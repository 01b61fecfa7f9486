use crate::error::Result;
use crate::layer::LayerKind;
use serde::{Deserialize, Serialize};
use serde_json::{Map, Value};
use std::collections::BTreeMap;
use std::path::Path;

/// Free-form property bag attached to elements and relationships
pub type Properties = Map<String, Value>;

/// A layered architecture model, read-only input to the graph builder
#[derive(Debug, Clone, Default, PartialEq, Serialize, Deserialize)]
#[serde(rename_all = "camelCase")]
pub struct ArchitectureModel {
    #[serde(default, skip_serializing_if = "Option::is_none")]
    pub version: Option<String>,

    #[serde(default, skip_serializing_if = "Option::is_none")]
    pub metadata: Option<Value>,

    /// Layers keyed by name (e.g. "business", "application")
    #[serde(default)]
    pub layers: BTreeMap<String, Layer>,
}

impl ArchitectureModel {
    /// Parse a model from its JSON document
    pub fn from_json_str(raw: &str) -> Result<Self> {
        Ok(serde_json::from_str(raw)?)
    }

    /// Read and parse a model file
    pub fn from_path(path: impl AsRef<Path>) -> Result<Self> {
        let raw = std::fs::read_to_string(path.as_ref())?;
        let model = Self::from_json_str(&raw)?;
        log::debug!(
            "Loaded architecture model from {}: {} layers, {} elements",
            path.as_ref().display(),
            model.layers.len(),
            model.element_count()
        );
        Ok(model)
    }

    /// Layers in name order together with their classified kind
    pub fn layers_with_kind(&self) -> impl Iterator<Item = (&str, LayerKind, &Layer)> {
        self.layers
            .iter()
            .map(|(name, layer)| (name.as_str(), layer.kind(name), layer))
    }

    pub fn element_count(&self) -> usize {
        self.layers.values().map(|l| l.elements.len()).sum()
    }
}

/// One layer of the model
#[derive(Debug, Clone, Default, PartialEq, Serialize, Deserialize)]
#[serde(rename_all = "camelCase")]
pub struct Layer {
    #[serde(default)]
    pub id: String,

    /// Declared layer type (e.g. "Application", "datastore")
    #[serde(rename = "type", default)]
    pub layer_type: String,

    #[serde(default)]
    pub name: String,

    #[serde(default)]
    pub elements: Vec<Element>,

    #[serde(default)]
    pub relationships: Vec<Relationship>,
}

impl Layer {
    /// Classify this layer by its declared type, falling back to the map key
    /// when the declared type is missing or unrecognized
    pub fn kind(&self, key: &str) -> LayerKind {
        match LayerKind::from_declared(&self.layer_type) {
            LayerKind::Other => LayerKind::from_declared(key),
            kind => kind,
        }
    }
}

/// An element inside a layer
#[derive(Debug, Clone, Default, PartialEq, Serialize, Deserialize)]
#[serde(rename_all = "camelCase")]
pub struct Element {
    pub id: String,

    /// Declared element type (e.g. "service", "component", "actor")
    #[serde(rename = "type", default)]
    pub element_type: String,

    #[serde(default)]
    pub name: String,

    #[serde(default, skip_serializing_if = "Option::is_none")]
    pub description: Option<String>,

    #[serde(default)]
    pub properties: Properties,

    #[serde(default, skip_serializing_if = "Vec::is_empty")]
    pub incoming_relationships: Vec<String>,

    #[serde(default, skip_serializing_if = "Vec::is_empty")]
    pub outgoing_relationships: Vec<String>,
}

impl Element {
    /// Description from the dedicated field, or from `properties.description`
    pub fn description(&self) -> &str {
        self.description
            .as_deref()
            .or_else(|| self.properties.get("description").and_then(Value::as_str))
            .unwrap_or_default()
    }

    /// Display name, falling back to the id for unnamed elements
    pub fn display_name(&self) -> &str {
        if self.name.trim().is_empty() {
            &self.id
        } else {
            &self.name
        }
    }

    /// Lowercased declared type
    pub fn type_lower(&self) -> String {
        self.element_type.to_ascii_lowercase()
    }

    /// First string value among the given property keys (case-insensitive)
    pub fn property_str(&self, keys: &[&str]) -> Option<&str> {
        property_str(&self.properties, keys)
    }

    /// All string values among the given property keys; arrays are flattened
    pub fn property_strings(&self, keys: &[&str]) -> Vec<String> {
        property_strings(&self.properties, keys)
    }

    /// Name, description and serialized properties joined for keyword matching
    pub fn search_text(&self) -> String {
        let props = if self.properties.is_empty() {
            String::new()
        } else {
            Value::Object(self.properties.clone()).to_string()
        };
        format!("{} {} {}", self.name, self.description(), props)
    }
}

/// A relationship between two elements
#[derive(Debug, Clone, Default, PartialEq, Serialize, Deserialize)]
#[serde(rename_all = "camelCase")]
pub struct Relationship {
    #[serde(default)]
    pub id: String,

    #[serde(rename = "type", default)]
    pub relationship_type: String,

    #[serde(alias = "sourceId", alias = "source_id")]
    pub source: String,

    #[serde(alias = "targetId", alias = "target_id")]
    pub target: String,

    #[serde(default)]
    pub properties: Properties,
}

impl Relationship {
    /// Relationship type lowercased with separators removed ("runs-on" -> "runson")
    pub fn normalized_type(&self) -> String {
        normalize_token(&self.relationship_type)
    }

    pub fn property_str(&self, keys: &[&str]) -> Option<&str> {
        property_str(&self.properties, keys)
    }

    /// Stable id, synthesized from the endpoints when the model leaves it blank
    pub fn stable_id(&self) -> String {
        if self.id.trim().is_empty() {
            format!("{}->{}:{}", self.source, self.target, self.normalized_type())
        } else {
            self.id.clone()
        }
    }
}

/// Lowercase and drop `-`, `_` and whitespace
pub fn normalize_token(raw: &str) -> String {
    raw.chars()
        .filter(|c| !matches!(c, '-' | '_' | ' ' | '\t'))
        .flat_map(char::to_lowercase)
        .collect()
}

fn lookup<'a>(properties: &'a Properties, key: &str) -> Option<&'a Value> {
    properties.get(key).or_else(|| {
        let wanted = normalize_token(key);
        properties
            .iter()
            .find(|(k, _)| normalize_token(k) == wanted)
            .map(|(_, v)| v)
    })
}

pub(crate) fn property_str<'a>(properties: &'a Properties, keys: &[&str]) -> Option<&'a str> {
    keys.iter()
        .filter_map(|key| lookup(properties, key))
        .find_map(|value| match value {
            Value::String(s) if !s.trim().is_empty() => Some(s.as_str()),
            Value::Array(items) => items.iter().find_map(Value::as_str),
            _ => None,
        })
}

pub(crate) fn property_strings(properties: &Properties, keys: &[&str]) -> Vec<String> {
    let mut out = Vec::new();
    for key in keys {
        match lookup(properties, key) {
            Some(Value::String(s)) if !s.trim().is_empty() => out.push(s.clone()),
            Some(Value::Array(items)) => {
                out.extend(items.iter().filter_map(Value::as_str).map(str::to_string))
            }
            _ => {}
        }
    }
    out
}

++++++++++++++++++++

Reproduce each record exactly as it appears.

*Task answer:*
repository 01b61fecfa7f9486
use crate::error::Result;
use crate::layer::LayerKind;
use serde::{Deserialize, Serialize};
use serde_json::{Map, Value};
use std::collections::BTreeMap;
use std::path::Path;

/// Free-form property bag attached to elements and relationships
pub type Properties = Map<String, Value>;

/// A layered architecture model, read-only input to the graph builder
#[derive(Debug, Clone, Default, PartialEq, Serialize, Deserialize)]
#[serde(rename_all = "camelCase")]
pub struct ArchitectureModel {
    #[serde(default, skip_serializing_if = "Option::is_none")]
    pub version: Option<String>,

    #[serde(default, skip_serializing_if = "Option::is_none")]
    pub metadata: Option<Value>,

    /// Layers keyed by name (e.g. "business", "application")
    #[serde(default)]
    pub layers: BTreeMap<String, Layer>,
}

impl ArchitectureModel {
    /// Parse a model from its JSON document
    pub fn from_json_str(raw: &str) -> Result<Self> {
        Ok(serde_json::from_str(raw)?)
    }

    /// Read and parse a model file
    pub fn from_path(path: impl AsRef<Path>) -> Result<Self> {
        let raw = std::fs::read_to_string(path.as_ref())?;
        let model = Self::from_json_str(&raw)?;
        log::debug!(
            "Loaded architecture model from {}: {} layers, {} elements",
            path.as_ref().display(),
            model.layers.len(),
            model.element_count()
        );
        Ok(model)
    }

    /// Layers in name order together with their classified kind
    pub fn layers_with_kind(&self) -> impl Iterator<Item = (&str, LayerKind, &Layer)> {
        self.layers
            .iter()
            .map(|(name, layer)| (name.as_str(), layer.kind(name), layer))
    }

    pub fn element_count(&self) -> usize {
        self.layers.values().map(|l| l.elements.len()).sum()
    }
}

/// One layer of the model
#[derive(Debug, Clone, Default, PartialEq, Serialize, Deserialize)]
#[serde(rename_all = "camelCase")]
pub struct Layer {
    #[serde(default)]
    pub id: String,

    /// Declared layer type (e.g. "Application", "datastore")
    #[serde(rename = "type", default)]
    pub layer_type: String,

    #[serde(default)]
    pub name: String,

    #[serde(default)]
    pub elements: Vec<Element>,

    #[serde(default)]
    pub relationships: Vec<Relationship>,
}

impl Layer {
    /// Classify this layer by its declared type, falling back to the map key
    /// when the declared type is missing or unrecognized
    pub fn kind(&self, key: &str) -> LayerKind {
        match LayerKind::from_declared(&self.layer_type) {
            LayerKind::Other => LayerKind::from_declared(key),
            kind => kind,
        }
    }
}

/// An element inside a layer
#[derive(Debug, Clone, Default, PartialEq, Serialize, Deserialize)]
#[serde(rename_all = "camelCase")]
pub struct Element {
    pub id: String,

    /// Declared element type (e.g. "service", "component", "actor")
    #[serde(rename = "type", default)]
    pub element_type: String,

    #[serde(default)]
    pub name: String,

    #[serde(default, skip_serializing_if = "Option::is_none")]
    pub description: Option<String>,

    #[serde(default)]
    pub properties: Properties,

    #[serde(default, skip_serializing_if = "Vec::is_empty")]
    pub incoming_relationships: Vec<String>,

    #[serde(default, skip_serializing_if = "Vec::is_empty")]
    pub outgoing_relationships: Vec<String>,
}

impl Element {
    /// Description from the dedicated field, or from `properties.description`
    pub fn description(&self) -> &str {
        self.description
            .as_deref()
            .or_else(|| self.properties.get("description").and_then(Value::as_str))
            .unwrap_or_default()
    }

    /// Display name, falling back to the id for unnamed elements
    pub fn display_name(&self) -> &str {
        if self.name.trim().is_empty() {
            &self.id
        } else {
            &self.name
        }
    }

    /// Lowercased declared type
    pub fn type_lower(&self) -> String {
        self.element_type.to_ascii_lowercase()
    }

    /// First string value among the given property keys (case-insensitive)
    pub fn property_str(&self, keys: &[&str]) -> Option<&str> {
        property_str(&self.properties, keys)
    }

    /// All string values among the given property keys; arrays are flattened
    pub fn property_strings(&self, keys: &[&str]) -> Vec<String> {
        property_strings(&self.properties, keys)
    }

    /// Name, description and serialized properties joined for keyword matching
    pub fn search_text(&self) -> String {
        let props = if self.properties.is_empty() {
            String::new()
        } else {
            Value::Object(self.properties.clone()).to_string()
        };
        format!("{} {} {}", self.name, self.description(), props)
    }
}

/// A relationship between two elements
#[derive(Debug, Clone, Default, PartialEq, Serialize, Deserialize)]
#[serde(rename_all = "camelCase")]
pub struct Relationship {
    #[serde(default)]
    pub id: String,

    #[serde(rename = "type", default)]
    pub relationship_type: String,

    #[serde(alias = "sourceId", alias = "source_id")]
    pub source: String,

    #[serde(alias = "targetId", alias = "target_id")]
    pub target: String,

    #[serde(default)]
    pub properties: Properties,
}

impl Relationship {
    /// Relationship type lowercased with separators removed ("runs-on" -> "runson")
    pub fn normalized_type(&self) -> String {
        normalize_token(&self.relationship_type)
    }

    pub fn property_str(&self, keys: &[&str]) -> Option<&str> {
        property_str(&self.properties, keys)
    }

    /// Stable id, synthesized from the endpoints when the model leaves it blank
    pub fn stable_id(&self) -> String {
        if self.id.trim().is_empty() {
            format!("{}->{}:{}", self.source, self.target, self.normalized_type())
        } else {
            self.id.clone()
        }
    }
}

/// Lowercase and drop `-`, `_` and whitespace
pub fn normalize_token(raw: &str) -> String {
    raw.chars()
        .filter(|c| !matches!(c, '-' | '_' | ' ' | '\t'))
        .flat_map(char::to_lowercase)
        .collect()
}

fn lookup<'a>(properties: &'a Properties, key: &str) -> Option<&'a Value> {
    properties.get(key).or_else(|| {
        let wanted = normalize_token(key);
        properties
            .iter()
            .find(|(k, _)| normalize_token(k) == wanted)
            .map(|(_, v)| v)
    })
}

pub(crate) fn property_str<'a>(properties: &'a Properties, keys: &[&str]) -> Option<&'a str> {
    keys.iter()
        .filter_map(|key| lookup(properties, key))
        .find_map(|value| match value {
            Value::String(s) if !s.trim().is_empty() => Some(s.as_str()),
            Value::Array(items) => items.iter().find_map(Value::as_str),
            _ => None,
        })
}

pub(crate) fn property_strings(properties: &Properties, keys: &[&str]) -> Vec<String> {
    let mut out = Vec::new();
    for key in keys {
        match lookup(properties, key) {
            Some(Value::String(s)) if !s.trim().is_empty() => out.push(s.clone()),
            Some(Value::Array(items)) => {
                out.extend(items.iter().filter_map(Value::as_str).map(str::to_string))
            }
            _ => {}
        }
    }
    out
}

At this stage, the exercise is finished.